Saved entries —
↓

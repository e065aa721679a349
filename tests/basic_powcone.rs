#![allow(non_snake_case)]

use splitcone::{algebra::*, solver::*};

#[test]
fn test_powcone_feasible() {
    // minimize x  subject to  (x, 1, 2) ∈ K_{0.5}
    // the cone requires √x·√1 ≥ 2, so x* = 4
    let P = CscMatrix::zeros((1, 1));
    let q: Vec<f64> = vec![1.];

    let A = CscMatrix::from(&[
        [-1.], //
        [0.],  //
        [0.],  //
    ]);
    let b = vec![0., 1., 2.];

    let cones = vec![PowerConeT(0.5)];

    let settings = DefaultSettingsBuilder::default()
        .eps_abs(1e-6)
        .eps_rel(1e-6)
        .max_iter(20000)
        .build()
        .unwrap();
    let mut solver = DefaultSolver::new(&P, &q, &A, &b, &cones, settings).unwrap();

    solver.solve();

    assert_eq!(solver.solution.status, SolverStatus::Solved);
    assert!((solver.solution.x[0] - 4.0).abs() <= 1e-2);
}

#[test]
fn test_dual_powcone_feasible() {
    // minimize u  subject to  (u, 1, 1) ∈ K_{0.5}*
    // the dual cone requires (2u)^0.5 (2)^0.5 = 2√u ≥ 1, so u* = 1/4
    let P = CscMatrix::zeros((1, 1));
    let q: Vec<f64> = vec![1.];

    let A = CscMatrix::from(&[
        [-1.], //
        [0.],  //
        [0.],  //
    ]);
    let b = vec![0., 1., 1.];

    let cones = vec![DualPowerConeT(0.5)];

    let settings = DefaultSettingsBuilder::default()
        .eps_abs(1e-6)
        .eps_rel(1e-6)
        .max_iter(20000)
        .build()
        .unwrap();
    let mut solver = DefaultSolver::new(&P, &q, &A, &b, &cones, settings).unwrap();

    solver.solve();

    assert_eq!(solver.solution.status, SolverStatus::Solved);
    assert!((solver.solution.x[0] - 0.25).abs() <= 1e-2);
}
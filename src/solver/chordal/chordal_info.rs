#![allow(non_snake_case)]

use crate::{
    algebra::*,
    ldl::LdlFactorization,
    solver::{
        implementations::default::DefaultSettings,
        SupportedConeT::{self, *},
    },
};

use super::SparsityPattern;

// -------------------------------------
// Chordal decomposition information
// -------------------------------------

#[derive(Debug)]
pub(crate) struct ChordalInfo<T> {
    // (n, m) of the original problem
    pub init_dims: (usize, usize),
    // the original cones of the problem
    pub init_cones: Vec<SupportedConeT<T>>,

    // sparsity patterns of the decomposable PSD cones
    pub spatterns: Vec<SparsityPattern>,

    // the selection matrix gluing decomposed blocks to the original
    // rows.  Required for the reversal step
    pub H: Option<CscMatrix<T>>,
}

impl<T> ChordalInfo<T>
where
    T: FloatT,
{
    pub(crate) fn new(
        A: &CscMatrix<T>,
        b: &[T],
        cones: &[SupportedConeT<T>],
        settings: &DefaultSettings<T>,
    ) -> Self {
        // a row of the aggregate structure is live when either the
        // matrix or the constant term touches it
        let mut nz_mask: Vec<bool> = b.iter().map(|&bi| bi != T::zero()).collect();
        for &r in A.rowval.iter() {
            nz_mask[r] = true;
        }

        // walk the cones and collect a pattern for every triangular
        // PSD block with exploitable sparsity
        let mut spatterns = Vec::new();
        let mut row = 0;

        for (coneidx, cone) in cones.iter().enumerate() {
            let numel = cone.nvars();
            if let PSDTriangleConeT(dim) = cone {
                let block = &mut nz_mask[row..row + numel];
                if let Some(sp) = decomposition_pattern(block, *dim, coneidx, settings) {
                    spatterns.push(sp);
                }
            }
            row += numel;
        }

        // the generating cones are only needed when something was
        // actually decomposed
        let init_cones = {
            if spatterns.is_empty() {
                Vec::new()
            } else {
                cones.to_vec()
            }
        };

        Self {
            init_dims: (A.ncols(), A.nrows()),
            init_cones,
            spatterns,
            H: None,
        }
    }

    // did any PSD cones get decomposed?
    pub(crate) fn is_decomposed(&self) -> bool {
        !self.spatterns.is_empty()
    }

    // cone count after decomposition: each decomposed cone is replaced
    // by one cone per clique
    pub(crate) fn final_cone_count(&self) -> usize {
        let added: usize = self
            .spatterns
            .iter()
            .map(|sp| sp.sntree.n_cliques - 1)
            .sum();
        self.init_cones.len() + added
    }

    // total variables and overlaps of the decomposed blocks
    pub(crate) fn get_decomposed_dim_and_overlaps(&self) -> (usize, usize) {
        let mut sum_cols = 0;
        let mut sum_overlaps = 0;

        for (coneidx, cone) in self.init_cones.iter().enumerate() {
            let (cols, overlap) = {
                match self.pattern_for(coneidx) {
                    Some(sp) => sp.sntree.get_decomposed_dim_and_overlaps(),
                    None => (cone.nvars(), 0),
                }
            };
            sum_cols += cols;
            sum_overlaps += overlap;
        }

        (sum_cols, sum_overlaps)
    }

    // the pattern generated for the given cone index, if any
    pub(crate) fn pattern_for(&self, coneidx: usize) -> Option<&SparsityPattern> {
        self.spatterns.iter().find(|sp| sp.orig_index == coneidx)
    }
}

// -------------------------------------
// per-block analysis
// -------------------------------------

// Analyse one triangular PSD block.  Returns its sparsity pattern
// unless the block is dense or the cliques all merged back together.

fn decomposition_pattern<T: FloatT>(
    mask: &mut [bool],
    conedim: usize,
    coneidx: usize,
    settings: &DefaultSettings<T>,
) -> Option<SparsityPattern> {
    // the diagonal is always treated as structurally present, which
    // keeps the symbolic factorization well posed
    for i in 0..conedim {
        mask[triangular_index(i)] = true;
    }

    if mask.iter().all(|&m| m) {
        return None; // dense block, nothing to exploit
    }

    let (L, ordering) = symbolic_factor_pattern(mask, conedim);
    let spattern = SparsityPattern::new(L, ordering, coneidx, settings);

    (spattern.sntree.n_cliques > 1).then_some(spattern)
}

// Symbolic elimination of a block's pattern: an AMD ordered logical
// LDL pass produces the filled factor L, whose column structure is a
// chordal completion of the pattern's graph, together with the
// ordering it was computed under.

fn symbolic_factor_pattern(mask: &[bool], dim: usize) -> (CscMatrix<f64>, Vec<usize>) {
    let mut rows = Vec::new();
    let mut cols = Vec::new();

    for c in 0..dim {
        for r in 0..=c {
            if mask[coord_to_upper_triangular_index((r, c))] {
                rows.push(r);
                cols.push(c);
            }
        }
    }

    // values are irrelevant to a logical factorization
    let vals = vec![1f64; rows.len()];
    let pattern = CscMatrix::new_from_triplets(dim, dim, rows, cols, vals);

    let factors = LdlFactorization::<f64>::new(&pattern, None, true).unwrap();
    let mut L = factors.L;

    stitch_unconnected_columns(&mut L);

    (L, factors.perm)
}

// An elimination ordering of a disconnected pattern leaves columns
// with an empty subdiagonal in the middle of the factor.  Linking each
// such column to its successor keeps the elimination structure a
// single tree.

fn stitch_unconnected_columns<T: FloatT>(L: &mut CscMatrix<T>) {
    let n = L.ncols();

    let isolated: Vec<usize> = (0..n - 1)
        .filter(|&j| {
            L.rowval[L.colptr[j]..L.colptr[j + 1]]
                .iter()
                .all(|&row| row <= j)
        })
        .collect();

    for j in isolated {
        L.set_entry((j + 1, j), T::one());
    }
}

// -------------
// testing

#[cfg(test)]
mod tests {
    use super::*;

    #[test]
    fn test_symbolic_factor_of_band() {
        // 5x5 pattern with diagonal and first superdiagonal
        let n = 5;
        let mut mask = vec![false; triangular_number(n)];
        for i in 0..n {
            mask[triangular_index(i)] = true;
        }
        for i in 0..(n - 1) {
            mask[coord_to_upper_triangular_index((i, i + 1))] = true;
        }

        let (L, ordering) = symbolic_factor_pattern(&mask, n);
        assert_eq!(L.ncols(), n);
        assert_eq!(ordering.len(), n);

        // every non-terminal column of L connects downwards
        for j in 0..(n - 1) {
            assert!(L.rowval[L.colptr[j]..L.colptr[j + 1]]
                .iter()
                .any(|&r| r > j));
        }
    }

    #[test]
    fn test_stitching_disconnected_blocks() {
        // 4x4 logical factor of two disconnected 2-blocks: columns 1
        // and 3 have empty subdiagonals
        let mut L = CscMatrix::new(
            4,
            4,
            vec![0, 1, 1, 2, 2],
            vec![1, 3],
            vec![1.0f64, 1.0],
        );
        stitch_unconnected_columns(&mut L);

        // column 1 is now linked to vertex 2
        assert_eq!(L.get_entry((2, 1)), Some(1.0));

        // the final column stays untouched
        assert_eq!(L.colptr[4] - L.colptr[3], 0);
    }

    #[test]
    fn test_dense_block_is_not_decomposed() {
        let n = 3;
        let mut mask = vec![true; triangular_number(n)];
        let settings = DefaultSettings::<f64>::default();
        assert!(decomposition_pattern(&mut mask, n, 0, &settings).is_none());
    }
}
#![allow(non_snake_case)]

use splitcone::{algebra::*, solver::*};

#[allow(clippy::type_complexity)]
fn basic_box_qp_data() -> (
    CscMatrix<f64>,
    Vec<f64>,
    CscMatrix<f64>,
    Vec<f64>,
    Vec<SupportedConeT<f64>>,
) {
    // minimize ½ x'x - [1 1]'x  subject to  x ∈ [0,1]²
    let P = CscMatrix::identity(2);
    let q = vec![-1., -1.];
    let A = CscMatrix::identity(2);
    let b = vec![0., 0.];

    let cones = vec![BoxConeT(vec![0., 0.], vec![1., 1.])];

    (P, q, A, b, cones)
}

#[test]
fn test_box_qp() {
    let (P, q, A, b, cones) = basic_box_qp_data();

    let settings = DefaultSettings::default();
    let mut solver = DefaultSolver::new(&P, &q, &A, &b, &cones, settings).unwrap();

    solver.solve();

    assert_eq!(solver.solution.status, SolverStatus::Solved);

    // unconstrained minimizer (1,1) is feasible, so it is the solution
    assert!(solver.solution.x.norm_inf_diff(&[1., 1.]) <= 1e-3);
    assert!((solver.solution.obj_val - (-1.5)).abs() <= 1e-3);

    // residuals meet the advertised tolerances
    let settings = &solver.settings;
    assert!(solver.solution.r_prim <= settings.eps_abs * 10.);
    assert!(solver.solution.r_dual <= settings.eps_abs * 10.);
}

#[test]
fn test_qp_with_equalities_and_inequalities() {
    // minimize ½ x'Px + q'x  s.t.  x1 + x2 = 1, x ≥ 0
    // P = [4 1; 1 2], q = [1, 1]
    let P = CscMatrix::from(&[
        [4., 1.], //
        [1., 2.], //
    ]);
    let q: Vec<f64> = vec![1., 1.];
    let A = CscMatrix::from(&[
        [1., 1.],  //
        [-1., 0.], //
        [0., -1.], //
    ]);
    let b = vec![1., 0., 0.];

    let cones = vec![ZeroConeT(1), NonnegativeConeT(2)];

    let settings = DefaultSettingsBuilder::default()
        .eps_abs(1e-6)
        .eps_rel(1e-6)
        .max_iter(10000)
        .build()
        .unwrap();
    let mut solver = DefaultSolver::new(&P, &q, &A, &b, &cones, settings).unwrap();

    solver.solve();

    assert_eq!(solver.solution.status, SolverStatus::Solved);

    // known optimum of this standard test problem
    let refsol = [0.25, 0.75];
    assert!(solver.solution.x.norm_inf_diff(&refsol) <= 1e-3);

    let refobj = 1.875;
    assert!((solver.solution.obj_val - refobj).abs() <= 1e-3);

    // equality row is satisfied tightly
    assert!((solver.solution.x[0] + solver.solution.x[1] - 1.).abs() <= 1e-4);
}

#[test]
fn test_qp_warm_start_converges() {
    let (P, q, A, b, cones) = basic_box_qp_data();

    let settings = DefaultSettings::default();
    let mut solver = DefaultSolver::new(&P, &q, &A, &b, &cones, settings).unwrap();

    // start at the known solution
    solver.warm_start(&[1., 1.], &[0., 0.]);
    solver.solve();

    assert_eq!(solver.solution.status, SolverStatus::Solved);
    assert!(solver.solution.x.norm_inf_diff(&[1., 1.]) <= 1e-3);
}

#[test]
fn test_qp_unscaled_matches_scaled() {
    // disabling equilibration must not change the answer
    let (P, q, A, b, cones) = basic_box_qp_data();

    let settings = DefaultSettingsBuilder::default()
        .scaling(0u32)
        .build()
        .unwrap();
    let mut solver = DefaultSolver::new(&P, &q, &A, &b, &cones, settings).unwrap();

    solver.solve();

    assert_eq!(solver.solution.status, SolverStatus::Solved);
    assert!(solver.solution.x.norm_inf_diff(&[1., 1.]) <= 1e-3);
}

#[test]
fn test_qp_max_iter() {
    let (P, q, A, b, cones) = basic_box_qp_data();

    let settings = DefaultSettingsBuilder::default()
        .max_iter(1u32)
        .build()
        .unwrap();
    let mut solver = DefaultSolver::new(&P, &q, &A, &b, &cones, settings).unwrap();

    solver.solve();

    assert_eq!(solver.solution.status, SolverStatus::Max_iter_reached);
    assert_eq!(solver.solution.iterations, 1);
}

↑

Instructions for the task — From the data above, say how many lines include "refsol", and write nothing but the number.

Answer box — 2